▶ [Instructions for the task]:
Which lines of the data below hold "report"? Copy each of them.

-------- Supplied material --------

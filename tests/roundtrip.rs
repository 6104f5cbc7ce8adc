//! End-to-end record, replay, and recovery tests over real files.

use avirec::recover::RecoveryOutcome;
use avirec::{
    recover_file, AviError, AviReader, AviWriter, DataChunk, WriterConfig, HEADER_BYTES,
};
use std::path::Path;

fn frame_fill(i: u32) -> u8 {
    (i % 251) as u8
}

fn record(path: &Path, frames: u32, frame_len: usize, audio_per_frame: usize) {
    let config = WriterConfig::new(640, 480, 30, *b"MJPG", 120);
    let mut writer = AviWriter::create(path, config).unwrap();
    for i in 0..frames {
        writer
            .write_video_frame(&vec![frame_fill(i); frame_len], i / 30)
            .unwrap();
        if audio_per_frame > 0 {
            writer
                .write_audio_frame(&vec![frame_fill(i); audio_per_frame], i / 30)
                .unwrap();
        }
    }
    writer.finalize().unwrap();
    writer.close();
}

#[test]
fn record_then_replay() {
    let dir = tempfile::tempdir().unwrap();
    let path = dir.path().join("rec.avi");
    record(&path, 30, 1000, 0);

    let mut reader = AviReader::open(&path).unwrap();
    assert_eq!(reader.width(), 640);
    assert_eq!(reader.height(), 480);
    assert_eq!(reader.frame_count(), 30);
    assert_eq!(reader.frame_rate(), 30.0);
    assert_eq!(reader.compressor(), *b"MJPG");

    for i in 0..30 {
        assert!(reader.is_keyframe(i).unwrap());
        assert_eq!(reader.frame_size(i).unwrap(), 1000);
        let frame = reader.read_frame().unwrap().unwrap();
        assert_eq!(frame.len(), 1000);
        assert!(frame.iter().all(|&b| b == frame_fill(i)));
    }
    assert!(reader.read_frame().unwrap().is_none());
}

#[test]
fn random_access_after_seek() {
    let dir = tempfile::tempdir().unwrap();
    let path = dir.path().join("rec.avi");
    record(&path, 20, 640, 0);

    let mut reader = AviReader::open(&path).unwrap();
    for &n in &[15u32, 3, 19, 0, 7] {
        reader.seek_to_frame(n).unwrap();
        let frame = reader.read_frame().unwrap().unwrap();
        assert_eq!(frame[0], frame_fill(n));
    }
    reader.seek_start();
    let frame = reader.read_frame().unwrap().unwrap();
    assert_eq!(frame[0], frame_fill(0));
}

#[test]
fn interleaved_audio_replay() {
    let dir = tempfile::tempdir().unwrap();
    let path = dir.path().join("rec.avi");
    record(&path, 25, 500, 160);

    let mut reader = AviReader::open(&path).unwrap();
    assert!(reader.has_audio());
    assert_eq!(reader.audio_channels(), 1);
    assert_eq!(reader.audio_rate(), 8000);
    assert_eq!(reader.audio_bits(), 16);
    assert_eq!(reader.audio_bytes(), 25 * 160);

    // sequential read across every chunk boundary
    let mut all = vec![0u8; 25 * 160];
    assert_eq!(reader.read_audio(&mut all).unwrap(), 25 * 160);
    for i in 0..25u32 {
        let chunk = &all[(i as usize) * 160..(i as usize + 1) * 160];
        assert!(chunk.iter().all(|&b| b == frame_fill(i)));
    }

    // byte-addressed seek lands mid-chunk
    reader.seek_audio_byte(5 * 160 + 100).unwrap();
    let mut tail = vec![0u8; 60];
    assert_eq!(reader.read_audio(&mut tail).unwrap(), 60);
    assert!(tail.iter().all(|&b| b == frame_fill(5)));
}

#[test]
fn sequential_read_without_index() {
    let dir = tempfile::tempdir().unwrap();
    let path = dir.path().join("rec.avi");
    record(&path, 8, 300, 160);

    let mut reader = AviReader::open(&path).unwrap();
    reader.seek_movi().unwrap();
    let mut order = Vec::new();
    while let Some(chunk) = reader.read_data().unwrap() {
        order.push(match chunk {
            DataChunk::Video(d) => ('v', d.len()),
            DataChunk::Audio(d) => ('a', d.len()),
        });
    }
    assert_eq!(order.len(), 16);
    for pair in order.chunks(2) {
        assert_eq!(pair[0], ('v', 300));
        assert_eq!(pair[1], ('a', 160));
    }
}

#[test]
fn recovery_restores_interrupted_recording() {
    let dir = tempfile::tempdir().unwrap();
    let path = dir.path().join("rec.avi");
    record(&path, 40, 800, 160);
    let intact = std::fs::read(&path).unwrap();

    // lose everything after the data region, as a power cut would
    let data_end = HEADER_BYTES as usize + 40 * ((8 + 800) + (8 + 160));
    std::fs::write(&path, &intact[..data_end]).unwrap();

    let report = match recover_file(&path) {
        RecoveryOutcome::Recovered(r) => r,
        other => panic!("expected recovery, got {:?}", other),
    };
    assert_eq!(report.frames, 40);
    assert_eq!(report.audio_bytes, 40 * 160);
    assert_eq!(std::fs::read(&path).unwrap(), intact);

    let mut reader = AviReader::open(&path).unwrap();
    assert_eq!(reader.frame_count(), 40);
    let frame = reader.read_frame().unwrap().unwrap();
    assert_eq!(frame.len(), 800);
}

#[test]
fn capacity_limit_rejects_overflow() {
    let dir = tempfile::tempdir().unwrap();
    let path = dir.path().join("rec.avi");
    let config = WriterConfig::new(640, 480, 30, *b"MJPG", 10).max_size(HEADER_BYTES + 3000);
    let mut writer = AviWriter::create(&path, config).unwrap();

    writer.write_video_frame(&[0u8; 1000], 0).unwrap();
    writer.write_video_frame(&[0u8; 1000], 0).unwrap();
    let err = writer.write_video_frame(&[0u8; 1000], 0).unwrap_err();
    assert!(matches!(err, AviError::CapacityExceeded(_)));

    // the rejected frame left no trace; the file still finalizes
    writer.finalize().unwrap();
    writer.close();
    let reader = AviReader::open(&path).unwrap();
    assert_eq!(reader.frame_count(), 2);
}

#[test]
fn in_memory_matches_file_output() {
    let dir = tempfile::tempdir().unwrap();
    let path = dir.path().join("rec.avi");
    record(&path, 12, 256, 0);
    let from_file = std::fs::read(&path).unwrap();

    let config = WriterConfig::new(640, 480, 30, *b"MJPG", 120);
    let mut writer = AviWriter::in_memory(config).unwrap();
    for i in 0..12 {
        writer
            .write_video_frame(&vec![frame_fill(i); 256], i / 30)
            .unwrap();
    }
    writer.finalize().unwrap();
    let from_memory = writer.close().unwrap();

    assert_eq!(from_file, from_memory);
}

--------

▶ [Reply to the task]:
    let report = match recover_file(&path) {
    assert_eq!(report.frames, 40);
    assert_eq!(report.audio_bytes, 40 * 160);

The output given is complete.